I have lost every last word of my notes on week 19. Fuck! This has caused me considerable frustration, but it could be worse. I do remember the session as being a rather frustrating one – it was characterised by a lot of silence and little discussion. If you’ve been reading this blog for a while, you may remember that this happened a lot when I was seeing my previous psychologist, C, and it used to do my head in. In my interactions with Paul, it had not seemed anywhere near as common – but in fairness, I suppose it’s inevitable from time to time.
Paul doesn’t think that this economy of verbal expression is necessarily a bad thing. I know that when I vituperated against myself for same in this session, and the following one (below), he defended me. From a psychodynamic perspective, which I suppose this therapy broadly speaking is, there is, he holds, a lot to be drawn from sitting quietly, just experiencing whatever one is experiencing.
It doesn’t make for a particularly fascinating blog post, however, and even if it did, devoid of my notes and with five sessions in between now and then, there’s little I can remember specific to that day anyway. So I bring you, instead…
He opened the appointment by asking me to fill in one of those wanky questionnaires that therapists routinely present to clients – you know, scales of depression, anxiety, that sort of bollocks. Apparently he’s meant to do them every six weeks, but the last time he’d done one with me was either in our assessment session or in the first week or two of actual therapy. He says that their main function, unsurprisingly, is for Nexus’ statistics; it keeps the funders happy, but Paul himself thinks it is “a load of old toss forced on [him] by [his] manager”.
This exercise completed, he asked me if it had been “intrusive”. I responded by stating that no, it had been nothing of the sort – but I did wonder, “why now?”
“I’m quite conscious of the fact that when I first approached this organisation, I was advised that I would have therapy of about 26 weeks,” I told him. “This being week 20, y’know…”
“Yes,” he nodded, resignedly. “This is about the time that I start thinking about this with clients.”
He asked me how I felt we were getting on when measured against the reasons that had brought me to Nexus in the first place. What were those reasons?
I hate it when therapists ask this kind of question. Surely the answer, simplistic and uncomplicated as it is, is to feel better. I said so to him.
“And are you?” he asked me.
I shrugged, which was perhaps not an entirely appropriate response, and gave him my usual spiel about not believing in cures, etc etc. I added, though, that I believed that things could improve; life will never be easy, and what happened will always have happened, but perhaps it can be made a little more ‘in the past’.
He agreed, but did note that much more could be achieved if we had longer than 26 weeks in which to achieve it.
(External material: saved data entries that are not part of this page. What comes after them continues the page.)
//! Assessment pipeline.
//!
//! Each question flows forward through the stages:
//! segment → transcribe / confidence / timing → alternatives → score.
//! Stages share one read-only [`Lexicon`]; questions are independent and a
//! session assesses them in parallel.

pub mod alternatives;
pub mod confidence;
pub mod diff;
pub mod score;
pub mod segment;
pub mod timing;
pub mod transcribe;

pub use alternatives::AlternativeGenerator;
pub use confidence::ConfidenceSynthesizer;
pub use diff::{CharacterError, CharacterErrorKind, character_errors};
pub use score::{
    Dimension, DimensionScore, DimensionScores, ScoreAggregator, ScoreBounds, WeightTable,
    aggregate_session,
};
pub use segment::Segmenter;
pub use timing::TimingModel;
pub use transcribe::{Transcriber, Transcription};

use crate::config::Config;
use crate::defaults;
use crate::error::{Result, TingshuoError};
use crate::input::QuestionInput;
use crate::lexicon::Lexicon;
use crate::report::{PhoneticAnnotation, QuestionAssessment, SessionReport, Utterance};
use rand::rngs::StdRng;
use rand::{Rng, SeedableRng};
use std::num::NonZeroUsize;
use std::sync::Arc;
use std::thread;

/// Source of the per-session random seed.
#[derive(Debug, Clone, Copy, PartialEq, Eq, Default)]
pub enum SessionSeed {
    /// Seed from system entropy.
    #[default]
    Entropy,
    /// Fixed seed; the same input always yields the same report.
    Fixed(u64),
}

impl SessionSeed {
    fn resolve(self) -> u64 {
        match self {
            SessionSeed::Entropy => rand::random(),
            SessionSeed::Fixed(seed) => seed,
        }
    }
}

/// Tunables of an [`Assessor`].
#[derive(Debug, Clone, PartialEq)]
pub struct AssessorSettings {
    pub weights: WeightTable,
    pub bounds: ScoreBounds,
    pub timing: TimingModel,
    pub max_alternatives: usize,
    pub pass_threshold: f64,
}

impl Default for AssessorSettings {
    fn default() -> Self {
        Self {
            weights: WeightTable::default(),
            bounds: ScoreBounds::default(),
            timing: TimingModel::default(),
            max_alternatives: defaults::MAX_ALTERNATIVES,
            pass_threshold: defaults::PASS_THRESHOLD,
        }
    }
}

/// Runs the full pipeline for questions and sessions.
#[derive(Debug, Clone)]
pub struct Assessor {
    lexicon: Arc<Lexicon>,
    segmenter: Segmenter,
    transcriber: Transcriber,
    confidence: ConfidenceSynthesizer,
    timing: TimingModel,
    alternatives: AlternativeGenerator,
    aggregator: ScoreAggregator,
    max_alternatives: usize,
    pass_threshold: f64,
}

impl Assessor {
    pub fn new(lexicon: Arc<Lexicon>, settings: AssessorSettings) -> Self {
        Self {
            segmenter: Segmenter::new(lexicon.clone()),
            transcriber: Transcriber::new(lexicon.clone()),
            confidence: ConfidenceSynthesizer::new(lexicon.clone()),
            alternatives: AlternativeGenerator::new(lexicon.clone()),
            lexicon,
            timing: settings.timing,
            aggregator: ScoreAggregator::new(settings.weights, settings.bounds),
            max_alternatives: settings.max_alternatives,
            pass_threshold: settings.pass_threshold,
        }
    }

    /// Build an assessor from validated configuration, loading the lexicon
    /// it names (or the builtin tables).
    pub fn from_config(config: &Config) -> Result<Self> {
        let settings = config.assessor_settings()?;
        let lexicon = config.load_lexicon()?;
        Ok(Self::new(Arc::new(lexicon), settings))
    }

    pub fn lexicon(&self) -> &Lexicon {
        &self.lexicon
    }

    /// Replace the confidence perturbation half-width.
    pub fn with_confidence_jitter(mut self, jitter: f64) -> Self {
        self.confidence = self.confidence.with_jitter(jitter);
        self
    }

    /// Assess one question. Failures are wrapped with the question id.
    pub fn assess_question<R: Rng + ?Sized>(
        &self,
        question: &QuestionInput,
        rng: &mut R,
    ) -> Result<QuestionAssessment> {
        self.run_question(question, rng)
            .map_err(|e| e.in_question(&question.id))
    }

    fn run_question<R: Rng + ?Sized>(
        &self,
        question: &QuestionInput,
        rng: &mut R,
    ) -> Result<QuestionAssessment> {
        if question.id.trim().is_empty() {
            return Err(TingshuoError::InvalidInput {
                message: "question id is empty".to_string(),
            });
        }
        let utterance =
            Utterance::new(&question.student_answer_text, defaults::DEFAULT_LANGUAGE)?;
        let scores = question.dimension_scores()?;
        let overall = self.aggregator.aggregate_question(&scores)?;

        let tokens = self.segmenter.segment(utterance.text())?;
        let transcriptions = self.transcriber.transcribe_all(&tokens);
        let windows = self
            .timing
            .timestamps(transcriptions.iter().map(|t| t.pinyin.as_str()));

        let mut transcript = Vec::with_capacity(tokens.len());
        for ((token, transcription), window) in tokens.iter().zip(transcriptions).zip(windows) {
            transcript.push(PhoneticAnnotation {
                word: token.text.clone(),
                pinyin: transcription.pinyin,
                confidence: self.confidence.confidence(token, rng),
                window,
                fallback: transcription.fallback,
            });
        }

        let alternatives = self
            .alternatives
            .alternatives(utterance.text(), &tokens, self.max_alternatives);
        let errors = character_errors(
            &question.prompt.chinese_text,
            utterance.text(),
            &self.lexicon,
        );

        log::debug!(
            "Question {}: {} tokens, {} alternatives, {} character errors, overall {overall}",
            question.id,
            transcript.len(),
            alternatives.len(),
            errors.len()
        );

        Ok(QuestionAssessment::new(
            question.id.clone(),
            utterance,
            transcript,
            alternatives,
            scores,
            overall,
            self.pass_threshold,
            errors,
        ))
    }

    /// Assess every question of a session and assemble the report.
    ///
    /// Questions run in parallel on scoped threads. Question `i` draws its
    /// confidence perturbation from a generator seeded with `seed + i`, so a
    /// fixed seed reproduces the report exactly regardless of scheduling.
    /// Questions keep their input order. The first failing question (in
    /// input order) fails the whole session.
    pub fn assess_session(
        &self,
        session_id: &str,
        questions: &[QuestionInput],
        seed: SessionSeed,
    ) -> Result<SessionReport> {
        if session_id.trim().is_empty() {
            return Err(TingshuoError::InvalidInput {
                message: "session id is empty".to_string(),
            });
        }
        if questions.is_empty() {
            return Err(TingshuoError::InvalidInput {
                message: format!("session {session_id} has no questions"),
            });
        }

        let base_seed = seed.resolve();
        let workers = thread::available_parallelism()
            .map(NonZeroUsize::get)
            .unwrap_or(1)
            .min(questions.len());
        let chunk_size = questions.len().div_ceil(workers);
        log::info!(
            "Assessing session {session_id}: {} questions on {workers} threads (seed {base_seed})",
            questions.len()
        );

        let results: Vec<Result<QuestionAssessment>> = thread::scope(|scope| {
            let handles: Vec<_> = questions
                .chunks(chunk_size)
                .enumerate()
                .map(|(chunk_index, chunk)| {
                    scope.spawn(move || {
                        chunk
                            .iter()
                            .enumerate()
                            .map(|(offset, question)| {
                                let index = (chunk_index * chunk_size + offset) as u64;
                                let mut rng = StdRng::seed_from_u64(base_seed.wrapping_add(index));
                                self.assess_question(question, &mut rng)
                            })
                            .collect::<Vec<_>>()
                    })
                })
                .collect();

            handles
                .into_iter()
                .flat_map(|h| h.join().unwrap_or_else(|p| std::panic::resume_unwind(p)))
                .collect()
        });

        let assessments = results.into_iter().collect::<Result<Vec<_>>>()?;
        let report = SessionReport::assemble(session_id, assessments)?;
        log::info!(
            "Session {}: overall {}, {}/{} passed",
            report.session_id(),
            report.overall_score(),
            report.passed_count(),
            report.questions().len()
        );
        Ok(report)
    }
}
//! Alternative readings built from confusion sets.

use crate::lexicon::Lexicon;
use crate::report::Token;
use std::collections::HashSet;
use std::sync::Arc;

#[derive(Debug, Clone)]
pub struct AlternativeGenerator {
    lexicon: Arc<Lexicon>,
}

impl AlternativeGenerator {
    pub fn new(lexicon: Arc<Lexicon>) -> Self {
        Self { lexicon }
    }

    /// Whole-utterance alternatives with exactly one token substituted.
    ///
    /// `tokens` must come from segmenting `text`; each candidate keeps the
    /// rest of `text`, separators included, and swaps the token's span.
    /// Tokens are visited in reading order and each confusable neighbor yields
    /// one candidate. Candidates equal to the original or to an earlier
    /// candidate are dropped; at most `max_count` are returned.
    pub fn alternatives(&self, text: &str, tokens: &[Token], max_count: usize) -> Vec<String> {
        let chars: Vec<char> = text.chars().collect();
        let mut seen = HashSet::new();
        let mut candidates = Vec::new();

        'tokens: for token in tokens {
            let end = token.offset + token.text.chars().count();
            let (Some(before), Some(after)) = (chars.get(..token.offset), chars.get(end..))
            else {
                log::warn!("Token {:?} lies outside {:?}", token.text, text);
                continue;
            };
            for neighbor in self.lexicon.confusables(&token.text) {
                if candidates.len() >= max_count {
                    break 'tokens;
                }
                let candidate: String = before
                    .iter()
                    .copied()
                    .chain(neighbor.chars())
                    .chain(after.iter().copied())
                    .collect();
                if candidate != text && seen.insert(candidate.clone()) {
                    candidates.push(candidate);
                }
            }
        }

        log::debug!(
            "Generated {} alternatives for {:?}",
            candidates.len(),
            text
        );
        candidates
    }
}
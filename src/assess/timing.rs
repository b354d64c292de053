//! Synthetic token timestamps.
//!
//! Durations are computed in whole milliseconds so every boundary is exact:
//! each token lasts `syllables * syllable_ms` and the next one starts
//! `gap_ms` after it ends.

use crate::assess::transcribe::syllable_count;
use crate::defaults;
use crate::error::{Result, TingshuoError};
use crate::report::TimeWindow;

#[derive(Debug, Clone, Copy, PartialEq, Eq)]
pub struct TimingModel {
    syllable_ms: u64,
    gap_ms: u64,
}

impl Default for TimingModel {
    fn default() -> Self {
        Self {
            syllable_ms: secs_to_ms(defaults::SYLLABLE_SECS),
            gap_ms: secs_to_ms(defaults::GAP_SECS),
        }
    }
}

impl TimingModel {
    /// Build a model from durations in seconds.
    ///
    /// The per-syllable duration must lie in `0.001..=60` seconds and the gap
    /// in `0..=60` seconds.
    pub fn new(syllable_secs: f64, gap_secs: f64) -> Result<Self> {
        if !syllable_secs.is_finite()
            || secs_to_ms(syllable_secs) == 0
            || syllable_secs > defaults::MAX_SYLLABLE_SECS
        {
            return Err(TingshuoError::ConfigInvalidValue {
                key: "timing.syllable_secs".to_string(),
                message: format!(
                    "must be between 0.001 and {}, got {syllable_secs}",
                    defaults::MAX_SYLLABLE_SECS
                ),
            });
        }
        if !gap_secs.is_finite() || gap_secs < 0.0 || gap_secs > defaults::MAX_GAP_SECS {
            return Err(TingshuoError::ConfigInvalidValue {
                key: "timing.gap_secs".to_string(),
                message: format!(
                    "must be between 0 and {}, got {gap_secs}",
                    defaults::MAX_GAP_SECS
                ),
            });
        }
        Ok(Self {
            syllable_ms: secs_to_ms(syllable_secs),
            gap_ms: secs_to_ms(gap_secs),
        })
    }

    /// One window per pinyin string, in order. The first starts at 0.
    pub fn timestamps<I, S>(&self, pinyin: I) -> Vec<TimeWindow>
    where
        I: IntoIterator<Item = S>,
        S: AsRef<str>,
    {
        let mut cursor_ms = 0u64;
        pinyin
            .into_iter()
            .enumerate()
            .map(|(i, reading)| {
                if i > 0 {
                    cursor_ms = cursor_ms.saturating_add(self.gap_ms);
                }
                let start_ms = cursor_ms;
                let syllables = syllable_count(reading.as_ref()) as u64;
                let end_ms = start_ms.saturating_add(syllables.saturating_mul(self.syllable_ms));
                cursor_ms = end_ms;
                TimeWindow {
                    start: ms_to_secs(start_ms),
                    end: ms_to_secs(end_ms),
                }
            })
            .collect()
    }
}

fn secs_to_ms(secs: f64) -> u64 {
    if secs <= 0.0 {
        0
    } else {
        (secs * 1000.0).round() as u64
    }
}

fn ms_to_secs(ms: u64) -> f64 {
    ms as f64 / 1000.0
}
//! Caller-supplied assessment input.

use crate::assess::score::{Dimension, DimensionScore, DimensionScores};
use crate::error::{Result, TingshuoError};
use serde::{Deserialize, Serialize};
use std::collections::BTreeMap;
use std::path::Path;

/// The question as presented to the student.
#[derive(Debug, Clone, PartialEq, Serialize, Deserialize)]
#[serde(rename_all = "camelCase")]
pub struct Prompt {
    /// Expected answer text.
    pub chinese_text: String,
    #[serde(default, skip_serializing_if = "Option::is_none")]
    pub pinyin_hint: Option<String>,
    #[serde(default, skip_serializing_if = "Option::is_none")]
    pub english_gloss: Option<String>,
}

/// One answered question with its upstream dimension scores.
#[derive(Debug, Clone, PartialEq, Serialize, Deserialize)]
#[serde(rename_all = "camelCase")]
pub struct QuestionInput {
    pub id: String,
    pub prompt: Prompt,
    pub student_answer_text: String,
    /// Scores keyed by dimension name. Kept loose so a missing dimension is
    /// reported by aggregation rather than as a JSON error.
    #[serde(default)]
    pub provided_dimension_scores: BTreeMap<String, f64>,
}

impl QuestionInput {
    /// Parse the provided scores into typed dimension scores.
    ///
    /// Unknown dimension names fail with `InvalidInput`; two spellings of
    /// the same dimension fail with `DuplicateDimension`.
    pub fn dimension_scores(&self) -> Result<DimensionScores> {
        let scores = self
            .provided_dimension_scores
            .iter()
            .map(|(name, &value)| {
                Ok(DimensionScore {
                    dimension: name.parse::<Dimension>()?,
                    value,
                })
            })
            .collect::<Result<Vec<_>>>()?;
        DimensionScores::from_scores(scores)
    }
}

/// A completed practice session awaiting assessment.
#[derive(Debug, Clone, PartialEq, Serialize, Deserialize)]
#[serde(rename_all = "camelCase")]
pub struct SessionInput {
    pub session_id: String,
    pub questions: Vec<QuestionInput>,
}

impl SessionInput {
    pub fn from_json(json: &str) -> Result<Self> {
        Ok(serde_json::from_str(json)?)
    }

    pub fn load(path: &Path) -> Result<Self> {
        let contents = std::fs::read_to_string(path)?;
        Self::from_json(&contents)
    }
}

#[cfg(test)]
mod tests {
    use super::*;

    const SAMPLE: &str = r#"{
        "sessionId": "lesson-1",
        "questions": [{
            "id": "q1",
            "prompt": { "chineseText": "你好嗎", "englishGloss": "How are you?" },
            "studentAnswerText": "你好嗎",
            "providedDimensionScores": {
                "pronunciation": 80, "fluency": 75, "accuracy": 85,
                "comprehension": 90, "confidence": 70
            }
        }]
    }"#;

    #[test]
    fn parses_camel_case_session() {
        let session = SessionInput::from_json(SAMPLE).unwrap();
        assert_eq!(session.session_id, "lesson-1");
        let question = &session.questions[0];
        assert_eq!(question.prompt.chinese_text, "你好嗎");
        assert_eq!(question.prompt.pinyin_hint, None);
        assert_eq!(question.prompt.english_gloss.as_deref(), Some("How are you?"));

        let scores = question.dimension_scores().unwrap();
        assert_eq!(scores.len(), 5);
        assert_eq!(scores.get(Dimension::Comprehension), Some(90.0));
    }

    #[test]
    fn capitalized_dimension_names_accepted() {
        let mut question = SessionInput::from_json(SAMPLE).unwrap().questions.remove(0);
        let value = question.provided_dimension_scores.remove("fluency").unwrap();
        question
            .provided_dimension_scores
            .insert("Fluency".to_string(), value);
        assert_eq!(
            question.dimension_scores().unwrap().get(Dimension::Fluency),
            Some(75.0)
        );
    }

    #[test]
    fn duplicate_spellings_rejected() {
        let mut question = SessionInput::from_json(SAMPLE).unwrap().questions.remove(0);
        question
            .provided_dimension_scores
            .insert("Fluency".to_string(), 60.0);
        let err = question.dimension_scores().unwrap_err();
        assert!(matches!(
            err,
            TingshuoError::DuplicateDimension {
                dimension: Dimension::Fluency
            }
        ));
    }

    #[test]
    fn unknown_dimension_rejected() {
        let mut question = SessionInput::from_json(SAMPLE).unwrap().questions.remove(0);
        question
            .provided_dimension_scores
            .insert("style".to_string(), 60.0);
        assert!(matches!(
            question.dimension_scores(),
            Err(TingshuoError::InvalidInput { .. })
        ));
    }

    #[test]
    fn missing_scores_parse_as_empty() {
        let json = r#"{ "id": "q", "prompt": { "chineseText": "好" }, "studentAnswerText": "好" }"#;
        let question: QuestionInput = serde_json::from_str(json).unwrap();
        assert!(question.dimension_scores().unwrap().is_empty());
    }

    #[test]
    fn load_reports_missing_file() {
        let err = SessionInput::load(Path::new("/nonexistent/session.json")).unwrap_err();
        assert!(matches!(err, TingshuoError::Io(_)));
    }
}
Ideally, he stated, we’d work together for two or three years.
“But we do have to stop after those 26 weeks,” Paul sighed. To my own surprise, I felt great sadness as I let this statement sink in. It was partly about the relationship that’s been established, but it was more about regret that the progress being made would now be struck down. As things stand I don’t think there will be a regression [at the time of publication, the therapy has ended, and there’s no regression yet], but there could be a lot more moving forward if the opportunities were there.
But wait! Perhaps there could be some opportunity?
“You can always come back,” he said casually.
I felt my brows furrow. “Can I?”
“Yeah. You’ll have to wait a few months between leaving and returning, and you’ll have to go through another assessment and all that shite, but then I’ll just pick it up again anyway.”
Splendifourous! In the weeks that have passed since this appointment, my current relationship with Paul has been and gone, but I confirmed with him several times that I wanted to come back, and he himself confirmed that he would be happy to work with me again. So, in a way, it’s a win. I get a break for a few months, then get to pick up largely where I left off.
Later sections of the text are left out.